男はびくっとして、「毎週木曜日だが、君は入会する気になったのかね?」
「興味はありますが、まだ何となく胡散臭いところがあります。で、詳しく知りたいのですが、あなたの名前は何というのでしょう?」
「私の名前は、岡野村という、この辺ではちょっと知られた家柄だ。昔は庄屋をしていた」
庄屋と聞いて蓮子は遇蓮寺の天井絵をすぐに思い浮かべた。
「昔は干ばつで飢饉になったそうですね」
「よく知っているね。あのとき、私の家は雨乞いの儀式をするために長女が人身御供の生贄にされたのだよ」
「ええっ!」蓮子は驚いた。「それは人形ではなかったのですか」
「人形なんかであるもんか。君は遇蓮寺の和尚からその話を聞いたんだね」
「はい」
「あれはあの和尚の創作だ。女子供には、いつもそういう風に柔らかく言う。──まあ昔の和尚が関与していたから、真実を言いたくなかったのだろう。しかし実際は、我がご先祖様が、無理やり人身御供にされた。庄屋という身分であるが、直轄の代官から嫌われて、飢饉の責任を取らされたのだ」
「代官が嫌うには理由があったのですか?」
「あった。ある村人の告げ口があったのだ。──そいつは、こう言ったのだ。庄屋は陰で、横領をしていると。まあ昔のことはよく分からないが、一般の農夫よりいい暮らしをしていたことはたしかだ。家に伝わる古文書の中に、そのときのことが詳しく書かれている。どこの誰それが代官を唆した、とな──」
「で、誰ですか?」
「ははは、君は変わった女子高生だね。そんなことを聞く者は君が初めてだ。だがよろしい。教えよう。じつは当時の農民には苗字はなかったのだが、そいつの子孫は今も生きている。子供が二人、いや一人は成人して都会にいるがね。名前は上沢という、農家だ。その家も私の先祖と張り合っていたほどの大地主だよ」
蓮子は、もう心臓が破裂しそうなくらいドキドキした。この界隈で上沢という苗字の農家は蓮子の家だけである。幸いにもまだ自分の名前はばれていないのだろうが、ばれるのは時間の問題であった。なぜなら、これだけ強い印象を男に残したのだ。男はきっと継母、つまり自分の妹にこの話をするだろうから。

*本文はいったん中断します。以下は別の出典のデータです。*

//! Validation of user input before it reaches the [TransactionStore].
//!
//! The store accepts whatever it is given, so every front end should route
//! user input through this module.

use time::OffsetDateTime;

use crate::{
    Error,
    category::Category,
    stores::{KeyValueStore, TransactionStore},
    transaction::{Transaction, TransactionBuilder, TransactionName},
};

/// The raw text a user entered to record a transaction.
#[derive(Debug, Clone, Default)]
pub struct TransactionForm {
    /// What the money was spent on, e.g. "Groceries".
    pub name: String,
    /// The amount spent as entered, e.g. "12.50".
    pub amount: String,
    /// The category name. An empty string selects the default category.
    pub category: String,
}

impl TransactionForm {
    /// Check the form and convert it into a [TransactionBuilder].
    ///
    /// # Errors
    /// This function will return a:
    /// - [Error::EmptyTransactionName] if the name is empty or whitespace,
    /// - [Error::InvalidAmount] if the amount is not a finite number greater than zero,
    /// - or [Error::InvalidCategory] if the category is not one of the known categories.
    pub fn validate(&self) -> Result<TransactionBuilder, Error> {
        let name = TransactionName::new(&self.name)?;
        let amount = parse_amount(&self.amount)?;
        let category = if self.category.trim().is_empty() {
            Category::default()
        } else {
            self.category.parse()?
        };

        Ok(Transaction::build(name, amount).category(category))
    }

    /// Validate the form and add the resulting transaction to `store`.
    ///
    /// The transaction is dated `now` and given the next free ID. Nothing is
    /// added if validation fails.
    ///
    /// # Errors
    /// Returns the validation errors described in [TransactionForm::validate].
    pub fn submit<S: KeyValueStore>(
        &self,
        store: &mut TransactionStore<S>,
        now: OffsetDateTime,
    ) -> Result<Transaction, Error> {
        let builder = self.validate().inspect_err(|error| {
            tracing::debug!("Rejected transaction form {self:?}: {error}");
        })?;

        let transaction = builder.finalize(store.next_id(now), now);
        store.add(transaction.clone());

        Ok(transaction)
    }
}

fn parse_amount(text: &str) -> Result<f64, Error> {
    match text.trim().parse::<f64>() {
        Ok(amount) if amount.is_finite() && amount > 0.0 => Ok(amount),
        _ => Err(Error::InvalidAmount(text.to_owned())),
    }
}

/// Parse the monthly allowance the user entered.
///
/// # Errors
/// This function will return an [Error::InvalidAllowance] if `text` is not a
/// finite number that is zero or greater.
pub fn parse_allowance(text: &str) -> Result<f64, Error> {
    match text.trim().parse::<f64>() {
        Ok(allowance) if allowance.is_finite() && allowance >= 0.0 => Ok(allowance),
        _ => Err(Error::InvalidAllowance(text.to_owned())),
    }
}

こうしてみると、継母が父と結婚をして、家にやってきたのも、何かの因縁があったのだ。というか、陰謀ではないのか。上沢家の崩壊を彼らは企図しているのではないのか。
「ところであなたは登山が趣味ですか?」
蓮子は一番知りたいことを聞いた。
男は一瞬ポカンとなった。無理もない。何の脈略もなく、いきなり登山が趣味ですか? と聞かれれば、誰でもポカンとなるだろう。
男は言った。
「なぜ君は、私の趣味を知っているのだ。たしかに私は山が好きで休みの日は近くの山に登ることが多い。これも行の一つだ。君は修験道というのを知っているかね。山伏の。私は子供の頃からそれに憧れた。インドの行者にも憧れて、インドを旅したこともある。要するに神秘的なことが好きなのだ」
ここまで揃うと疑いようがない。
この日も蓮子は、早々に退散した。